In various embodiments, the chisel tooth has at least one contact face which faces away from the first chisel edge and the second chisel edge and which, in mounted state of the drill bit, is in engagement with a complementarily formed counter contact face of the carrier body. In some embodiments, the contact face is formed flat or that the contact face is formed convex. In some embodiments, the contact face is substantially semicircular.
In various embodiments, the chisel tooth has at least one form-fit element which is brought into engagement with a counter form-fit element of the carrier body such that the chisel tooth is held radially fixedly on the carrier body.
In various embodiments, the chisel tooth has two form-fit elements which are each brought into engagement with a counter form-fit element of the carrier body such that the chisel tooth is held radially fixedly on the carrier body. In some embodiments, a form-fit element is arranged in the region of the front flank and in the region of the rear flank of the chisel tooth respectively.
In various embodiments, the tooth receiver is cut into the drill bit by a material-removal process. In some embodiments, the tooth receiver is cut into the drill bit by milling. In some embodiments, the tooth receiver is cut into the drill bit in the radial and/or tangential direction, or that the tooth receiver is cut into the drill bit exclusively in the axial direction.

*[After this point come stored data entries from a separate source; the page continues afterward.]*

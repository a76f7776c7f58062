// src/deadstock_handlers.rs
use actix_web::{web, HttpRequest, HttpResponse};
use std::sync::Arc;

use crate::AppState;
use crate::audit::audit;
use crate::auth::{get_current_user, require_permission, StaffRole};
use crate::error::ApiResult;
use crate::handlers::ApiResponse;
use crate::models::{CreateDeadstockRequest, CreatedId, DeadstockStatusRequest};

pub async fn get_deadstock(
    app_state: web::Data<Arc<AppState>>,
) -> ApiResult<HttpResponse> {
    let groups = app_state.deadstock.list_grouped().await?;
    Ok(HttpResponse::Ok().json(ApiResponse::success(groups)))
}

pub async fn add_deadstock_item(
    app_state: web::Data<Arc<AppState>>,
    http_request: HttpRequest,
    body: web::Json<CreateDeadstockRequest>,
) -> ApiResult<HttpResponse> {
    let claims = get_current_user(&http_request)?;
    let id = app_state
        .deadstock
        .add_item(body.into_inner(), claims.staff_id()?)
        .await?;
    Ok(HttpResponse::Created().json(ApiResponse::success(CreatedId { id })))
}

pub async fn set_deadstock_status(
    app_state: web::Data<Arc<AppState>>,
    http_request: HttpRequest,
    path: web::Path<String>,
    body: web::Json<DeadstockStatusRequest>,
) -> ApiResult<HttpResponse> {
    let claims = require_permission(&http_request, StaffRole::can_decide_deadstock)?;
    let deadstock_id = path.into_inner();

    let change = app_state.deadstock.set_status(&deadstock_id, &body.status).await?;

    audit(
        &app_state.db_pool, &claims.sub, "decide", "deadstock", &deadstock_id,
        &format!("Dead-stock {} marked {}", deadstock_id, change.status),
        &http_request,
    ).await;

    Ok(HttpResponse::Ok().json(ApiResponse::success(change)))
}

In various embodiments, the drill bit has on its outer periphery a tangential control face and that the control face delimits the tooth receiver in the radial direction at least in portions.
In various embodiments, the chisel tooth is soldered to the carrier body to produce the drill bit, in particular by means of silver solder and/or copper solder.
In various embodiments, the drill bit has a diameter of 10 mm to 60 mm, 12 mm to 50 mm, or 16 mm to 45 mm.
Various aspects are explained in more detail below with reference to a drawing showing purely exemplary embodiments. In the drawing:
The drawings show a drill bit 1 according to various embodiments for percussion drilling or impact use for cutting reinforcing steel 2 in concrete. During percussion drilling or impact drilling use of the drill bit 1, rotation speeds of 100 to 1500 revolutions per minute and impact counts of 1000 to 5000 per minute may be achieved.
The drill bit 1 has a shank portion 3 and a carrier body 4 formed on the shank portion 3. As the figures show, the carrier body 4 is substantially hollow-cylindrical. The shank portion 3 and the carrier body 4 need not necessarily be formed as one piece. Because of the force transfer from the shank portion 3 to the carrier body 4 however, an integral design of the carrier body 4 on the shank portion 3 can be preferred in some embodiments.
The drill bit 1 has a geometric drill bit axis A along which the hollow-cylindrical carrier body 4 extends in the axial direction. The term “axial” in this case refers to the geometric drill bit axis A. Similarly, the terms “radial” and “circumferential” here also refer to the geometric drill bit axis A.
At least one chisel tooth 6 is arranged on a radial end face 5 of the carrier body 4 in the circumferential direction U. In the embodiment shown in the figures, the carrier body 4 has four chisel teeth 6. It is however also possible to provide more or fewer than four chisel teeth 6.
As shown in
The first chisel edge 7, as shown in the figures, is arranged in the middle of the chisel tooth 6 in the circumferential direction U, whereby an even geometry can be achieved in the circumferential direction U, as explained in more detail below.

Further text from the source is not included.